Sono passati da poco 4 anni dalla scomparsa (13 maggio 2015) di David Sackett, noto come “il padre dell’Evidence-based Medicine (EBM)”.
Nato nel 1934, stabilisce a metà degli anni ’60 la cattedra di Epidemiologia Clinica e Biostatistica alla McMaster University, dove si occupa soprattutto di formazione in ambito di epidemiologia clinica. Non trascura l’attività clinica, dirigerà la Divisione di Medicina Interna Generale nella regione di Hamilton.
In seguito si trasferisce a Oxford dove fonda e dirige il Centre for Evidence-Based Medicine. Qui partecipa anche alla nascita della Cochrane Collaboration. Nel 1999 fa ritorno in Canada dove riprende a scrivere e a insegnare sui trial clinici randomizzati.

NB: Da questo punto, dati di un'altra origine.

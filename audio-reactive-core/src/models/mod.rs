pub mod audio_models;
pub mod config;
pub mod error;
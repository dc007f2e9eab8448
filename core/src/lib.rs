//! Client-side synchronization core for a shared todo list.
//!
//! # Overview
//! `TodoStore` keeps a local view of a remote todo collection and mediates
//! every mutation through the remote service: load, create, remove, toggle
//! status, and summarize. The outcome of each operation lands in a single
//! `SyncStatus` slot; failures never corrupt the collection.
//!
//! # Design
//! - `TodoClient` is stateless and does no I/O: `build_*` produces an
//!   `HttpRequest`, `parse_*` consumes an `HttpResponse`.
//! - `Transport` executes the round-trip in between. `ReqwestTransport` is
//!   the real one; tests plug in scripted transports.
//! - `TodoStore` publishes immutable `StoreSnapshot`s through a watch
//!   channel and applies results only when responses arrive.
//! - DTOs are defined independently from the mock-server crate; integration
//!   tests catch schema drift.

pub mod client;
pub mod config;
pub mod error;
pub mod http;
pub mod status;
pub mod store;
pub mod timestamp;
pub mod transport;
pub mod types;

pub use client::TodoClient;
pub use config::{ConfigError, Settings, StoreConfig, UpdatePolicy};
pub use error::{Action, ApiError, StoreError};
pub use http::{HttpMethod, HttpRequest, HttpResponse};
pub use status::SyncStatus;
pub use store::{StoreSnapshot, TodoStore};
pub use transport::{ReqwestTransport, Transport};
pub use types::{NewTodo, TodoDraft, TodoId, TodoItem, TodoStatus};
//! HTTP transport types for the host-does-IO pattern.
//!
//! # Design
//! These types describe HTTP requests and responses as plain data.
//! `TodoClient` builds `HttpRequest` values and parses `HttpResponse` values
//! without touching the network; a `Transport` executes the round-trip in
//! between. Tests can therefore drive the store with scripted responses.

use std::fmt;

/// HTTP method for a request.
#[derive(Debug, Clone, Copy, PartialEq, Eq)]
pub enum HttpMethod {
    Get,
    Post,
    Put,
    Delete,
}

impl fmt::Display for HttpMethod {
    fn fmt(&self, f: &mut fmt::Formatter<'_>) -> fmt::Result {
        let name = match self {
            HttpMethod::Get => "GET",
            HttpMethod::Post => "POST",
            HttpMethod::Put => "PUT",
            HttpMethod::Delete => "DELETE",
        };
        f.write_str(name)
    }
}

/// An HTTP request described as plain data. `path` is the absolute URL.
#[derive(Debug, Clone, PartialEq, Eq)]
pub struct HttpRequest {
    pub method: HttpMethod,
    pub path: String,
    pub headers: Vec<(String, String)>,
    pub body: Option<String>,
}

/// An HTTP response described as plain data.
#[derive(Debug, Clone, PartialEq, Eq)]
pub struct HttpResponse {
    pub status: u16,
    pub headers: Vec<(String, String)>,
    pub body: String,
}

impl HttpResponse {
    /// A response with no headers.
    pub fn new(status: u16, body: impl Into<String>) -> Self {
        Self {
            status,
            headers: Vec::new(),
            body: body.into(),
        }
    }

    pub fn is_success(&self) -> bool {
        (200..300).contains(&self.status)
    }
}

Ha pubblicato 12 libri, indimenticabili sono “Clinical Epidemiology” (come applicare i metodi dell’epidemiologia alla medicina clinica) e “How to Practice and Teach EBM”, e oltre 300 articoli di grande rilievo su varie riviste. Importanti le due serie di articoli, da lui curate, pubblicate da JAMA: Users’ Guides to the Medical Literature e The Rational Clinical Examination.
Nel novembre del 1992 esce su JAMA un articolo che presenta ufficialmente il movimento della Evidence-based Medicine, un nuovo approccio per insegnare e praticare la medicina; seguito da un altro testo, l’editoriale del BMJ “Evidence based medicine: what it is and what it isn’t”: l’EBM integra le migliori evidenze della ricerca con l’esperienza del medico e con i valori, le aspettative e le preferenze del paziente.
Che cosa mi ha insegnato
Conobbi David nell’estate del 1998, quando ebbi la fortuna di partecipare a uno dei suoi corsi a Oxford, dal titolo “How to teach Evidence based Medicine”. Mi ritrovai in un gruppo di italiani, capeggiati da un altro grande amico purtroppo scomparso, Alessandro Liberati. Fu una settimana indimenticabile. Lavori di gruppo per metà giornata, discussioni guidate in plenaria per l’altra metà.
Si affrontavano argomenti metodologicamente rilevanti e utili per le classiche fasi del percorso EBM: la formulazione del quesito clinico, la ricerca delle fonti, il critical appraisal e il ritorno al paziente per l’applicazione delle decisioni cliniche. From patient to patient. Non si trascuravano neppure alcune questioni strategiche e relazionali, ad esempio il ruolo degli esperti e il loro rapporto con le evidenze derivanti dalla letteratura scientifica; come tenere il paziente al centro della ricerca; il rapporto tra gli studi randomizzati e quelli osservazionali; il problema del conflitto di interesse, e molti altri temi.
Nei vent’anni da allora trascorsi, ho cercato di organizzare corsi nei quali tentare a mia volta di trasmettere il pensiero del grande Dave.
Qualche piccola “perla” ricevuta grazie a lui.
In cima a tutto il ragionamento critico, l’entusiasmo e l’amore per la verità.
Non dare nulla per scontato.
Non darsi mai per vinti. Andare sempre a fondo nelle questioni, pronti a rimettere in discussione tutto e a non cullarsi nelle certezze.
Rispettare l’autorità, ma non farsi mai zittire. Reclamare la citazione delle fonti, per ogni affermazione.
Rispettare e ascoltare i pazienti.
Non separare mai il mondo della clinica dal mondo dell’epidemiologia; evitare di creare esperti dell’una piuttosto che dell’altra, ma medici entusiasti dell’una che si fonde con l’altra, capaci dunque di migliorare contemporaneamente la qualità della ricerca e della pratica clinica.